The heating system was fired by a boiler set back in the woods. It would be my job to keep it stoked, which was not hard, as it could be loaded to last the better part of twenty-four hours.

“I keep the house pretty cool,” she admitted. “I don’t like to burn more wood than necessary.”

“Makes sense. This firewood. When did you cut it?”

“Last fall. We give it a year to cure. You’re lucky. You missed this year’s harvest.”

“You did that on your own?”

She shook her head. She had staff from April to September, a team of six that included a couple of guides, a cook, housekeeper and handywoman.

“And they come back every year.”

She loosened her coat. The temperature had snuck above freezing and we’d both broken a sweat. “Every year,” she said.


My parents split when I was thirteen. My older sister had already moved out and on, having taken a job waiting tables in Victoria, about as far west as she could go without ending up in the Pacific. I lived with my mother till I was sixteen, then decided to join my father in Halifax. It didn’t work out. We weren’t good housemates, me for being sixteen, he for being my father. I returned to Montreal, finished high school and CÉGEP, and attended McGill on a full scholarship—the only way we were able to afford it.

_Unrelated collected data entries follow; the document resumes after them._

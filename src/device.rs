//! The USB device
//!
//! [`Device`] owns the peripheral and your [`Application`]. It turns
//! peripheral events into control transfers on endpoint 0, and data transfers
//! on every other endpoint.

use crate::{
    control::{Context, Control, State},
    data,
    descriptor::Descriptors,
    endpoint::{Endpoint, EndpointConfig},
    pma::PacketMemory,
    register::{istr_clear, Cntr, Daddr, Epr, Istr},
    Application, PeripheralPort, Register, MAX_ENDPOINTS,
};
use usb_device::{bus::PollResult, endpoint::EndpointAddress, Result, UsbDirection, UsbError};

/// Device configuration
///
/// Describes the descriptors the host sees, and the data endpoints that back
/// them. Endpoint 0 is always present; don't list it in `endpoints`.
#[derive(Clone, Copy, Debug)]
pub struct Config {
    ep0_max_packet_size: u16,
    endpoints: &'static [EndpointConfig],
    descriptors: Descriptors,
}

impl Config {
    /// Create a configuration
    ///
    /// The endpoint 0 max packet size is taken from the device descriptor.
    pub const fn new(descriptors: Descriptors, endpoints: &'static [EndpointConfig]) -> Self {
        Config {
            ep0_max_packet_size: descriptors.max_packet_size_0(),
            endpoints,
            descriptors,
        }
    }

    /// Override the endpoint 0 max packet size
    ///
    /// Must be 8, 16, 32 or 64, and should match `bMaxPacketSize0`.
    pub const fn ep0_max_packet_size(mut self, size: u16) -> Self {
        self.ep0_max_packet_size = size;
        self
    }
}

/// A peripheral event
#[derive(Clone, Copy, Debug, PartialEq, Eq)]
pub enum Event {
    /// The host reset the bus
    BusReset,
    /// Endpoint `n` received a packet, SETUP or OUT
    Received(u8),
    /// Endpoint `n` finished sending an IN packet
    Sent(u8),
}

/// A USB full-speed device
pub struct Device<P, A> {
    port: P,
    app: A,
    descriptors: Descriptors,
    memory: PacketMemory,
    ep0: Endpoint,
    /// Data endpoints, indexed by number; slot 0 is always empty
    endpoints: [Option<Endpoint>; MAX_ENDPOINTS],
    control: Control,
}

impl<P: PeripheralPort, A: Application> Device<P, A> {
    /// Create a device
    ///
    /// Lays out packet memory for endpoint 0 and the data endpoints. Fails if
    /// the endpoints are invalid, or if they don't fit in packet memory. The
    /// peripheral isn't touched until [`initialize()`](Device::initialize).
    pub fn new(port: P, app: A, config: Config) -> Result<Self> {
        let ep0_config = EndpointConfig::control(config.ep0_max_packet_size);
        let memory =
            PacketMemory::allocate(core::iter::once(&ep0_config).chain(config.endpoints.iter()))?;

        let ep0 = Endpoint::new(ep0_config, memory.buffers(0));
        let mut endpoints = [None; MAX_ENDPOINTS];
        for ep in config.endpoints {
            endpoints[ep.number() as usize] = Some(Endpoint::new(*ep, memory.buffers(ep.number())));
        }

        Ok(Device {
            port,
            app,
            descriptors: config.descriptors,
            memory,
            ep0,
            endpoints,
            control: Control::new(),
        })
    }

    /// Power up and reset the peripheral
    ///
    /// Interrupts stay masked; unmask them with
    /// [`set_interrupts()`](Device::set_interrupts) if you're not polling.
    /// The device answers the host after the host's first bus reset.
    pub fn initialize(&mut self) {
        // Power up, holding the peripheral in reset
        self.port.write(Register::Control, Cntr::FRES.bits());
        self.port.write(Register::Control, 0);
        self.port.write(Register::Status, 0);
        self.port.write(Register::Address, 0);
        self.memory.program(&mut self.port);
        debug!("INITIALIZED");
    }

    /// Enable (`true`) or disable (`false`) the reset and transfer interrupts
    pub fn set_interrupts(&mut self, enabled: bool) {
        let mut cntr = Cntr::from_bits_retain(self.port.read(Register::Control));
        cntr.set(Cntr::RESETM | Cntr::CTRM, enabled);
        self.port.write(Register::Control, cntr.bits());
    }

    /// Service every pending event
    ///
    /// A bus reset is serviced alone, and reported as `PollResult::Reset`.
    /// Otherwise, each endpoint's receive completion is serviced before its
    /// transmit completion, and the serviced endpoints are reported as
    /// `PollResult::Data`.
    pub fn poll(&mut self) -> PollResult {
        let istr = Istr::from_bits_retain(self.port.read(Register::Status));
        if istr.contains(Istr::RESET) {
            self.port.write(Register::Status, istr_clear(Istr::RESET));
            self.handle(Event::BusReset);
            return PollResult::Reset;
        }

        // Bus events this device doesn't act on
        let ignored = istr
            & (Istr::ESOF | Istr::SOF | Istr::SUSP | Istr::WKUP | Istr::ERR | Istr::PMAOVR);
        if !ignored.is_empty() {
            self.port.write(Register::Status, istr_clear(ignored));
        }

        let mut ep_out = 0u16;
        let mut ep_in_complete = 0u16;
        let mut ep_setup = 0u16;
        for number in 0..MAX_ENDPOINTS as u8 {
            if number != 0 && self.endpoints[number as usize].is_none() {
                continue;
            }
            let epr = self.port.read(Register::Endpoint(number));
            if epr & Epr::CTR_RX.bits() != 0 {
                if epr & Epr::SETUP.bits() != 0 {
                    ep_setup |= 1 << number;
                } else {
                    ep_out |= 1 << number;
                }
                self.handle(Event::Received(number));
            }
            // Receiving may have serviced the transmit completion
            if self.port.read(Register::Endpoint(number)) & Epr::CTR_TX.bits() != 0 {
                ep_in_complete |= 1 << number;
                self.handle(Event::Sent(number));
            }
        }

        if ep_out | ep_in_complete | ep_setup == 0 {
            PollResult::None
        } else {
            PollResult::Data {
                ep_out,
                ep_in_complete,
                ep_setup,
            }
        }
    }

    /// Service one event
    pub fn handle(&mut self, event: Event) {
        match event {
            Event::BusReset => self.bus_reset(),
            Event::Received(0) | Event::Sent(0) => {
                let mut cx = Context {
                    port: &mut self.port,
                    app: &mut self.app,
                    ep0: &self.ep0,
                    endpoints: &self.endpoints,
                    descriptors: &self.descriptors,
                };
                if event == Event::Received(0) {
                    self.control.on_receive(&mut cx);
                } else {
                    self.control.on_send(&mut cx);
                }
            }
            Event::Received(number) => {
                if let Some(ep) = self.data_endpoint(number) {
                    data::on_received(&mut self.port, &ep, &mut self.app);
                }
            }
            Event::Sent(number) => {
                if let Some(ep) = self.data_endpoint(number) {
                    data::on_sent(&mut self.port, &ep, &mut self.app);
                }
            }
        }
    }

    fn data_endpoint(&self, number: u8) -> Option<Endpoint> {
        self.endpoints.get(number as usize).copied().flatten()
    }

    fn bus_reset(&mut self) {
        self.memory.program(&mut self.port);
        self.ep0.enable(&mut self.port);
        data::disable(&mut self.port, &self.endpoints);
        self.port.write(Register::Address, Daddr::EF.bits());

        let configured = self.control.configuration() != 0;
        self.control.reset();
        if configured {
            self.app.on_configured(0);
        }
        debug!("RESET");
    }

    /// Returns the control transfer state
    pub fn state(&self) -> State {
        self.control.state()
    }

    /// Returns the active device address
    pub fn address(&self) -> u8 {
        (self.port.read(Register::Address) & Daddr::ADD.bits()) as u8
    }

    /// Returns the active configuration, or 0 if unconfigured
    pub fn configuration(&self) -> u8 {
        self.control.configuration()
    }

    /// Arm the IN endpoint `number` with `bytes`
    ///
    /// Returns the number of bytes armed, which is limited by the endpoint's
    /// max packet size. Fails with
    ///
    /// - `InvalidEndpoint` if there's no such IN endpoint,
    /// - `InvalidState` if the device isn't configured, or the endpoint is
    ///   stalled,
    /// - `WouldBlock` if the previous packet hasn't been collected.
    pub fn write(&mut self, number: u8, bytes: &[u8]) -> Result<usize> {
        let ep = self
            .data_endpoint(number)
            .filter(Endpoint::is_in)
            .ok_or(UsbError::InvalidEndpoint)?;
        if self.control.configuration() == 0 || ep.is_stalled(&self.port, UsbDirection::In) {
            return Err(UsbError::InvalidState);
        }
        if ep.is_tx_busy(&self.port) {
            return Err(UsbError::WouldBlock);
        }
        Ok(ep.write(&mut self.port, bytes))
    }

    fn endpoint(&self, address: EndpointAddress) -> Result<Endpoint> {
        let ep = if address.index() == 0 {
            Some(self.ep0)
        } else {
            self.endpoints.get(address.index()).copied().flatten()
        };
        ep.filter(|ep| match address.direction() {
            UsbDirection::In => ep.is_in(),
            UsbDirection::Out => ep.is_out(),
        })
        .ok_or(UsbError::InvalidEndpoint)
    }

    /// Stall, or unstall, the endpoint at `address`
    ///
    /// Unstalling resets the endpoint's data toggle.
    pub fn set_stalled(&mut self, address: EndpointAddress, stalled: bool) -> Result<()> {
        let ep = self.endpoint(address)?;
        ep.set_stalled(&mut self.port, address.direction(), stalled);
        Ok(())
    }

    /// Indicates if the endpoint at `address` is stalled
    pub fn is_stalled(&self, address: EndpointAddress) -> Result<bool> {
        let ep = self.endpoint(address)?;
        Ok(ep.is_stalled(&self.port, address.direction()))
    }

    pub fn app(&self) -> &A {
        &self.app
    }

    pub fn app_mut(&mut self) -> &mut A {
        &mut self.app
    }

    /// Returns the packet memory layout
    pub fn memory(&self) -> &PacketMemory {
        &self.memory
    }

    #[cfg(test)]
    pub(crate) fn port(&self) -> &P {
        &self.port
    }

    #[cfg(test)]
    pub(crate) fn port_mut(&mut self) -> &mut P {
        &mut self.port
    }
}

“I hear you talk of my mother,” I said to my aunt, “but you haven’t mentioned my father. Your brother.”

She said nothing.

“I had this memory bubble up on me this morning,” I went on. “When you and Uncle Terry visited us that time. I remember shouting. Not me, adults.”

She was standing right in front of me. I watched her eyes peer into me. She reached across and lay a hand on my shoulder. “How much are you your father’s son?”

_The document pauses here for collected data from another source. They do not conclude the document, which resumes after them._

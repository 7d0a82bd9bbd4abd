//! OSRM HTTP adapter for route calculation.
//!
//! Talks to the OSRM Route service:
//! `{base_url}/route/v1/{profile}/{lon,lat;lon,lat;...}`. Alternatives are
//! never requested; the full-resolution geometry comes back as an encoded
//! polyline and is decoded here.

use std::time::Duration;

use async_trait::async_trait;
use serde::Deserialize;

use crate::error::RoutingProviderError;
use crate::polyline::{DEFAULT_PRECISION, Polyline};
use crate::route::{RouteCandidate, RouteRequest};
use crate::traits::RoutingProvider;

/// Public OSRM demo server, the default backend of common web routing widgets.
pub const DEFAULT_BASE_URL: &str = "https://router.project-osrm.org";

const DEFAULT_PROFILE: &str = "driving";
const DEFAULT_TIMEOUT_SECS: u64 = 10;
const USER_AGENT: &str = concat!("waypoint-router/", env!("CARGO_PKG_VERSION"));

#[derive(Debug, Clone, PartialEq)]
pub struct OsrmConfig {
    pub base_url: String,
    pub profile: String,
    pub timeout_secs: u64,
}

impl Default for OsrmConfig {
    fn default() -> Self {
        Self {
            base_url: DEFAULT_BASE_URL.to_string(),
            profile: DEFAULT_PROFILE.to_string(),
            timeout_secs: DEFAULT_TIMEOUT_SECS,
        }
    }
}

impl OsrmConfig {
    pub fn new(base_url: impl Into<String>) -> Self {
        Self {
            base_url: base_url.into(),
            ..Default::default()
        }
    }

    pub fn with_profile(mut self, profile: impl Into<String>) -> Self {
        self.profile = profile.into();
        self
    }

    pub fn with_timeout_secs(mut self, timeout_secs: u64) -> Self {
        self.timeout_secs = timeout_secs;
        self
    }
}

#[derive(Debug, Clone)]
pub struct OsrmClient {
    config: OsrmConfig,
    client: reqwest::Client,
}

impl OsrmClient {
    pub fn new(config: OsrmConfig) -> Result<Self, RoutingProviderError> {
        let client = reqwest::Client::builder()
            .user_agent(USER_AGENT)
            .timeout(Duration::from_secs(config.timeout_secs))
            .build()
            .map_err(|err| RoutingProviderError::Build {
                message: err.to_string(),
            })?;

        Ok(Self { config, client })
    }

    pub fn config(&self) -> &OsrmConfig {
        &self.config
    }

    /// Builds the Route service URL. OSRM expects `lon,lat` order.
    fn build_route_url(&self, request: &RouteRequest) -> String {
        let coords = request
            .points()
            .iter()
            .map(|point| format!("{:.6},{:.6}", point.lon, point.lat))
            .collect::<Vec<_>>()
            .join(";");

        format!(
            "{}/route/v1/{}/{}?overview=full&geometries=polyline&alternatives=false&steps=false",
            self.config.base_url.trim_end_matches('/'),
            self.config.profile,
            coords
        )
    }

    fn convert_reqwest_error(&self, error: &reqwest::Error, url: &str) -> RoutingProviderError {
        if error.is_timeout() {
            return RoutingProviderError::Timeout {
                after: Duration::from_secs(self.config.timeout_secs),
            };
        }

        RoutingProviderError::Network {
            url: url.to_owned(),
            message: error.to_string(),
        }
    }

    /// Interprets a raw response body together with its HTTP status.
    ///
    /// OSRM reports routing failures such as `NoRoute` as JSON with a 4xx
    /// status, so the body is inspected before the status.
    fn interpret_body(
        &self,
        url: &str,
        status: reqwest::StatusCode,
        body: &str,
    ) -> Result<Vec<RouteCandidate>, RoutingProviderError> {
        match serde_json::from_str::<OsrmRouteResponse>(body) {
            Ok(response) => self.convert_response(response),
            Err(err) if status.is_success() => Err(RoutingProviderError::Decode {
                message: err.to_string(),
            }),
            Err(_) => Err(RoutingProviderError::Http {
                url: url.to_owned(),
                status: status.as_u16(),
                message: body.chars().take(200).collect(),
            }),
        }
    }

    fn convert_response(
        &self,
        response: OsrmRouteResponse,
    ) -> Result<Vec<RouteCandidate>, RoutingProviderError> {
        if !response.is_ok() {
            if response.code == "NoRoute" {
                return Err(RoutingProviderError::NoRoute);
            }
            return Err(RoutingProviderError::Service {
                code: response.code,
                message: response.message.unwrap_or_default(),
            });
        }

        response
            .routes
            .into_iter()
            .map(|route| {
                if !route.distance.is_finite() || route.distance < 0.0 {
                    return Err(RoutingProviderError::Decode {
                        message: format!("invalid route distance {}", route.distance),
                    });
                }
                let geometry = Polyline::decode(&route.geometry, DEFAULT_PRECISION).map_err(
                    |err| RoutingProviderError::Decode {
                        message: err.to_string(),
                    },
                )?;
                Ok(RouteCandidate {
                    geometry,
                    distance_m: route.distance,
                    duration_s: route.duration,
                })
            })
            .collect()
    }
}

#[async_trait]
impl RoutingProvider for OsrmClient {
    async fn route(
        &self,
        request: &RouteRequest,
    ) -> Result<Vec<RouteCandidate>, RoutingProviderError> {
        let url = self.build_route_url(request);
        tracing::debug!(url = %url, points = request.points().len(), "calling OSRM route service");

        let response = self
            .client
            .get(&url)
            .send()
            .await
            .map_err(|err| self.convert_reqwest_error(&err, &url))?;
        let status = response.status();
        let body = response
            .text()
            .await
            .map_err(|err| self.convert_reqwest_error(&err, &url))?;

        self.interpret_body(&url, status, &body)
    }
}

#[derive(Debug, Deserialize)]
struct OsrmRouteResponse {
    code: String,
    message: Option<String>,
    #[serde(default)]
    routes: Vec<OsrmRoute>,
}

impl OsrmRouteResponse {
    fn is_ok(&self) -> bool {
        self.code == "Ok"
    }
}

#[derive(Debug, Deserialize)]
struct OsrmRoute {
    geometry: String,
    distance: f64,
    duration: Option<f64>,
}
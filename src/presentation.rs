//! What the form shows, derived from a state snapshot.
//!
//! [`View`] holds the text parts (field values, stop list, distance, summary
//! sentence) and a [`MapScene`] describing what the map collaborator should
//! draw. Nothing here computes routes; it only formats and decides what is
//! visible.

use std::convert::Infallible;
use std::fmt;

use serde::Serialize;
use serde_json::{Value, json};

use crate::coordinate::Coordinate;
use crate::polyline::{BoundingBox, Polyline};
use crate::state::ApplicationState;
use crate::traits::MapRenderer;

/// Map center used before any route is shown.
pub const DEFAULT_CENTER: Coordinate = Coordinate {
    lat: 25.3176,
    lon: 82.9739,
};
pub const DEFAULT_ZOOM: u8 = 13;
pub const OSM_TILE_URL: &str = "https://{s}.tile.openstreetmap.org/{z}/{x}/{y}.png";
pub const OSM_ATTRIBUTION: &str = "&copy; <a href=\"https://www.openstreetmap.org/copyright\">OpenStreetMap</a> contributors";

const ROUTE_COLOR: &str = "#6FA1EC";
const ROUTE_WEIGHT: u32 = 4;

/// Static map settings.
#[derive(Debug, Clone, PartialEq)]
pub struct MapConfig {
    pub center: Coordinate,
    pub zoom: u8,
    pub tile_url: String,
    pub attribution: String,
    pub route_style: LineStyle,
}

impl Default for MapConfig {
    fn default() -> Self {
        Self {
            center: DEFAULT_CENTER,
            zoom: DEFAULT_ZOOM,
            tile_url: OSM_TILE_URL.to_string(),
            attribution: OSM_ATTRIBUTION.to_string(),
            route_style: LineStyle::default(),
        }
    }
}

#[derive(Debug, Clone, PartialEq, Serialize)]
pub struct LineStyle {
    pub color: String,
    pub weight: u32,
}

impl Default for LineStyle {
    fn default() -> Self {
        Self {
            color: ROUTE_COLOR.to_string(),
            weight: ROUTE_WEIGHT,
        }
    }
}

#[derive(Debug, Clone, Copy, PartialEq, Eq, Serialize)]
#[serde(tag = "kind", content = "index", rename_all = "lowercase")]
pub enum MarkerKind {
    Center,
    Origin,
    Destination,
    /// Zero-based position in the waypoint list.
    Stop(usize),
}

#[derive(Debug, Clone, PartialEq)]
pub struct Marker {
    pub position: Coordinate,
    pub kind: MarkerKind,
}

/// The route line drawn over the map.
#[derive(Debug, Clone, PartialEq)]
pub struct Overlay {
    pub geometry: Polyline,
    pub style: LineStyle,
}

/// Everything the map collaborator needs to draw one frame.
#[derive(Debug, Clone, PartialEq)]
pub struct MapScene {
    pub center: Coordinate,
    pub zoom: u8,
    pub tile_url: String,
    pub attribution: String,
    pub markers: Vec<Marker>,
    pub route: Option<Overlay>,
    /// Viewport to fit so the whole route is visible.
    pub fit_bounds: Option<BoundingBox>,
}

impl MapScene {
    /// Endpoint and stop markers appear only once a route has been applied;
    /// the center marker is always present.
    pub fn from_state(state: &ApplicationState, config: &MapConfig) -> Self {
        let mut markers = vec![Marker {
            position: config.center,
            kind: MarkerKind::Center,
        }];
        let mut route = None;
        let mut fit_bounds = None;

        if let Some(result) = &state.result {
            markers.extend(state.origin.map(|position| Marker {
                position,
                kind: MarkerKind::Origin,
            }));
            markers.extend(state.destination.map(|position| Marker {
                position,
                kind: MarkerKind::Destination,
            }));
            markers.extend(state.waypoints.iter().enumerate().map(|(index, &position)| {
                Marker {
                    position,
                    kind: MarkerKind::Stop(index),
                }
            }));

            if !result.geometry.is_empty() {
                fit_bounds = result.geometry.bounds();
                route = Some(Overlay {
                    geometry: result.geometry.clone(),
                    style: config.route_style.clone(),
                });
            }
        }

        Self {
            center: config.center,
            zoom: config.zoom,
            tile_url: config.tile_url.clone(),
            attribution: config.attribution.clone(),
            markers,
            route,
            fit_bounds,
        }
    }
}

/// Text content of the form plus the map scene.
#[derive(Debug, Clone, PartialEq)]
pub struct View {
    pub origin: String,
    pub destination: String,
    pub pending_stop: String,
    pub waypoints: Vec<String>,
    pub distance: String,
    pub summary: Option<String>,
    pub error: Option<String>,
    pub scene: MapScene,
}

impl View {
    pub fn from_state(state: &ApplicationState, config: &MapConfig) -> Self {
        Self {
            origin: label(state.origin),
            destination: label(state.destination),
            pending_stop: state.pending_stop.clone(),
            waypoints: state.waypoints.iter().map(ToString::to_string).collect(),
            distance: state.display_distance.clone(),
            summary: summary_sentence(state),
            error: state.last_error.clone(),
            scene: MapScene::from_state(state, config),
        }
    }
}

fn label(coordinate: Option<Coordinate>) -> String {
    coordinate.map(|c| c.to_string()).unwrap_or_default()
}

/// The sentence shown under the distance once origin, destination and
/// distance are all known.
pub fn summary_sentence(state: &ApplicationState) -> Option<String> {
    let origin = state.origin?;
    let destination = state.destination?;
    if state.display_distance.is_empty() {
        return None;
    }
    Some(format!(
        "The distance between {origin} and {destination} via the selected route is {}.",
        state.display_distance
    ))
}

impl fmt::Display for View {
    fn fmt(&self, f: &mut fmt::Formatter<'_>) -> fmt::Result {
        writeln!(f, "Origin:      {}", self.origin)?;
        if self.waypoints.is_empty() {
            writeln!(f, "Stops:       -")?;
        } else {
            for (index, stop) in self.waypoints.iter().enumerate() {
                let heading = if index == 0 { "Stops:" } else { "" };
                writeln!(f, "{heading:<12} {}. {stop}", index + 1)?;
            }
        }
        if !self.pending_stop.is_empty() {
            writeln!(f, "Stop input:  {}", self.pending_stop)?;
        }
        writeln!(f, "Destination: {}", self.destination)?;
        write!(f, "Distance:    {}", self.distance)?;
        if let Some(summary) = &self.summary {
            write!(f, "\n{summary}")?;
        }
        if let Some(error) = &self.error {
            write!(f, "\nError: {error}")?;
        }
        Ok(())
    }
}

/// Plain-text form summary for the terminal.
pub fn render_text(view: &View) -> String {
    view.to_string()
}

/// Renders scenes as a GeoJSON `FeatureCollection`.
///
/// Markers become `Point` features, the route a `LineString` carrying its
/// style. Only the most recent scene is kept.
#[derive(Debug, Clone, Default)]
pub struct GeoJsonRenderer {
    collection: Option<Value>,
}

impl GeoJsonRenderer {
    pub fn new() -> Self {
        Self::default()
    }

    /// The last drawn scene, if any.
    pub fn collection(&self) -> Option<&Value> {
        self.collection.as_ref()
    }

    pub fn into_collection(self) -> Option<Value> {
        self.collection
    }
}

impl MapRenderer for GeoJsonRenderer {
    type Error = Infallible;

    fn draw(&mut self, scene: &MapScene) -> Result<(), Self::Error> {
        self.collection = Some(scene_to_geojson(scene));
        Ok(())
    }
}

fn position(coordinate: Coordinate) -> Value {
    json!([coordinate.lon, coordinate.lat])
}

fn scene_to_geojson(scene: &MapScene) -> Value {
    let mut features: Vec<Value> = scene
        .markers
        .iter()
        .map(|marker| {
            json!({
                "type": "Feature",
                "geometry": { "type": "Point", "coordinates": position(marker.position) },
                "properties": { "marker": marker.kind },
            })
        })
        .collect();

    if let Some(route) = &scene.route {
        let coordinates: Vec<Value> = route.geometry.points().iter().copied().map(position).collect();
        features.push(json!({
            "type": "Feature",
            "geometry": { "type": "LineString", "coordinates": coordinates },
            "properties": { "stroke": route.style.color, "stroke-width": route.style.weight },
        }));
    }

    let mut collection = json!({
        "type": "FeatureCollection",
        "features": features,
    });
    if let Some(bounds) = scene.fit_bounds {
        collection["bbox"] = json!([
            bounds.south_west.lon,
            bounds.south_west.lat,
            bounds.north_east.lon,
            bounds.north_east.lat
        ]);
    }
    collection
}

“I don’t know how to answer that question.”

She nodded, withdrew her hand. “That’s a good answer, actually.” The dogs circled.

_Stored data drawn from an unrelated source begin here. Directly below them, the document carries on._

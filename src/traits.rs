//! Seams to the external collaborators.
//!
//! Route computation and map drawing both live outside this crate. These
//! traits are the whole contract the rest of the crate relies on; concrete
//! adapters implement them.

use std::sync::Arc;

use async_trait::async_trait;

use crate::error::RoutingProviderError;
use crate::presentation::MapScene;
use crate::route::{RouteCandidate, RouteRequest};

/// Computes road routes through an ordered list of points.
///
/// One call is one request: it resolves exactly once, either with ranked
/// candidates (best first) or with an error.
#[async_trait]
pub trait RoutingProvider: Send + Sync {
    async fn route(
        &self,
        request: &RouteRequest,
    ) -> Result<Vec<RouteCandidate>, RoutingProviderError>;
}

#[async_trait]
impl<P: RoutingProvider + ?Sized> RoutingProvider for Box<P> {
    async fn route(
        &self,
        request: &RouteRequest,
    ) -> Result<Vec<RouteCandidate>, RoutingProviderError> {
        (**self).route(request).await
    }
}

#[async_trait]
impl<P: RoutingProvider + ?Sized> RoutingProvider for Arc<P> {
    async fn route(
        &self,
        request: &RouteRequest,
    ) -> Result<Vec<RouteCandidate>, RoutingProviderError> {
        (**self).route(request).await
    }
}

/// Draws a map viewport with markers and a route overlay.
pub trait MapRenderer {
    type Error;

    fn draw(&mut self, scene: &MapScene) -> Result<(), Self::Error>;
}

“Maybe you’re supposed to tell me.”

“Then I’ll need time.” She turned away toward the house.

“Hang on, please,” I called after her. “I’m not good with all these holes.”

“Come,” she said. “We’ll have tea.”


I sipped tea and waited.

“You are an open person. I appreciate that.” She stopped pacing and sat with me at the kitchen island. “I’m an introvert. A classic of the type, actually. You ask about family. I get that. Of course you’re curious. You don’t have many relatives. Your mum was an only child, your father is my only sibling. You’re, what, eight years younger than your sister? You probably aren’t close.” Her eyes always seemed to have somewhere else to go. “But it strikes me how little all that seems to matter right now.”